Exercise » Please write out, exactly as given, every line of the entries below up to and including the line with "static ref EMAIL_REGEX: Regex".

---*---

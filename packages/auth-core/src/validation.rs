//! Form validation helpers shared by the auth and profile flows.
//!
//! Every check runs locally, before any network call; messages are the
//! user-facing Vietnamese strings shown by the app.

use lazy_static::lazy_static;
use regex::Regex;

lazy_static! {
    // Anything@anything.anything, no whitespace
    static ref EMAIL_REGEX: Regex = Regex::new(r"^[^\s@]+@[^\s@]+\.[^\s@]+$").unwrap();

    // Vietnamese mobile number: 10 digits, leading 0
    static ref PHONE_REGEX: Regex = Regex::new(r"^0[0-9]{9}$").unwrap();

    static ref USERNAME_REGEX: Regex = Regex::new(r"^[a-zA-Z0-9_-]+$").unwrap();
}

pub fn is_valid_email(email: &str) -> bool {
    !email.is_empty() && EMAIL_REGEX.is_match(email)
}

/// Validates a Vietnamese phone number; separators are stripped first.
pub fn is_valid_phone_number(phone_number: &str) -> bool {
    if phone_number.is_empty() {
        return false;
    }
    let cleaned: String = phone_number.chars().filter(|c| c.is_ascii_digit()).collect();
    PHONE_REGEX.is_match(&cleaned)
}

pub fn validate_password(password: &str) -> Result<(), &'static str> {
    if password.is_empty() {
        return Err("Mật khẩu không được để trống");
    }
    if password.chars().count() < 6 {
        return Err("Mật khẩu phải có ít nhất 6 ký tự");
    }
    if password.chars().count() > 100 {
        return Err("Mật khẩu không được quá 100 ký tự");
    }
    Ok(())
}

pub fn validate_username(username: &str) -> Result<(), &'static str> {
    if username.is_empty() {
        return Err("Tên đăng nhập không được để trống");
    }
    if username.chars().count() < 3 {
        return Err("Tên đăng nhập phải có ít nhất 3 ký tự");
    }
    if username.chars().count() > 50 {
        return Err("Tên đăng nhập không được quá 50 ký tự");
    }
    if !USERNAME_REGEX.is_match(username) {
        return Err("Tên đăng nhập chỉ được chứa chữ cái, số, gạch dưới và gạch ngang");
    }
    Ok(())
}

pub fn validate_full_name(full_name: &str) -> Result<(), &'static str> {
    if full_name.is_empty() {
        return Err("Họ tên không được để trống");
    }
    if full_name.chars().count() < 2 {
        return Err("Họ tên phải có ít nhất 2 ký tự");
    }
    if full_name.chars().count() > 100 {
        return Err("Họ tên không được quá 100 ký tự");
    }
    Ok(())
}

/// OTP codes are exactly six ASCII digits.
pub fn validate_otp(otp: &str) -> Result<(), &'static str> {
    if otp.is_empty() {
        return Err("Mã OTP không được để trống");
    }
    if otp.chars().count() != 6 {
        return Err("Mã OTP phải có 6 chữ số");
    }
    if !otp.chars().all(|c| c.is_ascii_digit()) {
        return Err("Mã OTP chỉ được chứa chữ số");
    }
    Ok(())
}

pub fn validate_required(value: &str, field_name: &str) -> Result<(), String> {
    if value.trim().is_empty() {
        return Err(format!("{} không được để trống", field_name));
    }
    Ok(())
}

#[cfg(test)]
mod tests {
    use super::*;

    #[test]
    fn email_validation() {
        assert!(is_valid_email("a@b.com"));
        assert!(is_valid_email("nguoi.dung+tag@shop.vn"));
        assert!(!is_valid_email(""));
        assert!(!is_valid_email("not-an-email"));
        assert!(!is_valid_email("a b@c.com"));
        assert!(!is_valid_email("a@b"));
    }

    #[test]
    fn phone_validation() {
        assert!(is_valid_phone_number("0912345678"));
        assert!(is_valid_phone_number("091 234 5678"));
        assert!(is_valid_phone_number("091-234-5678"));
        assert!(!is_valid_phone_number(""));
        assert!(!is_valid_phone_number("912345678"));
        assert!(!is_valid_phone_number("09123456789"));
    }

    #[test]
    fn password_validation() {
        assert!(validate_password("secret1").is_ok());
        assert_eq!(
            validate_password(""),
            Err("Mật khẩu không được để trống")
        );
        assert_eq!(
            validate_password("abc"),
            Err("Mật khẩu phải có ít nhất 6 ký tự")
        );
        assert!(validate_password(&"x".repeat(101)).is_err());
    }

    #[test]
    fn username_validation() {
        assert!(validate_username("ngoc_anh-91").is_ok());
        assert!(validate_username("ab").is_err());
        assert!(validate_username("có dấu").is_err());
    }

    #[test]
    fn otp_validation() {
        assert!(validate_otp("123456").is_ok());
        assert_eq!(validate_otp(""), Err("Mã OTP không được để trống"));
        assert_eq!(validate_otp("12345"), Err("Mã OTP phải có 6 chữ số"));
        assert_eq!(validate_otp("12a456"), Err("Mã OTP chỉ được chứa chữ số"));
    }

    #[test]
    fn required_validation() {
        assert!(validate_required("x", "Email").is_ok());
        assert_eq!(
            validate_required("  ", "Email"),
            Err("Email không được để trống".to_string())
        );
    }
}
//! Wire the client, session store, and account service against a locally
//! running backend, then log in and print the restored profile.
//!
//! ```sh
//! cargo run -p dacsan-auth --example login_flow -- anh@example.com secret
//! ```

use std::sync::Arc;

use dacsan_api::ApiClient;
use dacsan_auth::{AccountService, MemoryStore, SessionStore};

#[tokio::main]
async fn main() -> Result<(), Box<dyn std::error::Error>> {
    tracing_subscriber::fmt::init();

    let mut args = std::env::args().skip(1);
    let email = args.next().unwrap_or_else(|| "anh@example.com".to_string());
    let password = args.next().unwrap_or_else(|| "secret".to_string());

    let base_url =
        std::env::var("DACSAN_API_URL").unwrap_or_else(|_| "http://localhost:3001/api".to_string());
    let api = Arc::new(ApiClient::new(base_url)?);
    let session = Arc::new(SessionStore::new(
        Arc::new(MemoryStore::new()),
        api.clone(),
    ));

    let account = AccountService::new(api, session.clone());
    let response = account.login(&email, &password).await?;

    if response.success {
        if let Some(user) = session.current_user() {
            println!("Đăng nhập thành công: {} <{}>", user.full_name, user.email);
        }
    } else {
        eprintln!("Đăng nhập thất bại: {}", response.message);
    }
    Ok(())
}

---*---

Exercise solution »
filename packages/auth-core/src/validation.rs
//! Form validation helpers shared by the auth and profile flows.
//!
//! Every check runs locally, before any network call; messages are the
//! user-facing Vietnamese strings shown by the app.

use lazy_static::lazy_static;
use regex::Regex;

lazy_static! {
    // Anything@anything.anything, no whitespace
    static ref EMAIL_REGEX: Regex = Regex::new(r"^[^\s@]+@[^\s@]+\.[^\s@]+$").unwrap();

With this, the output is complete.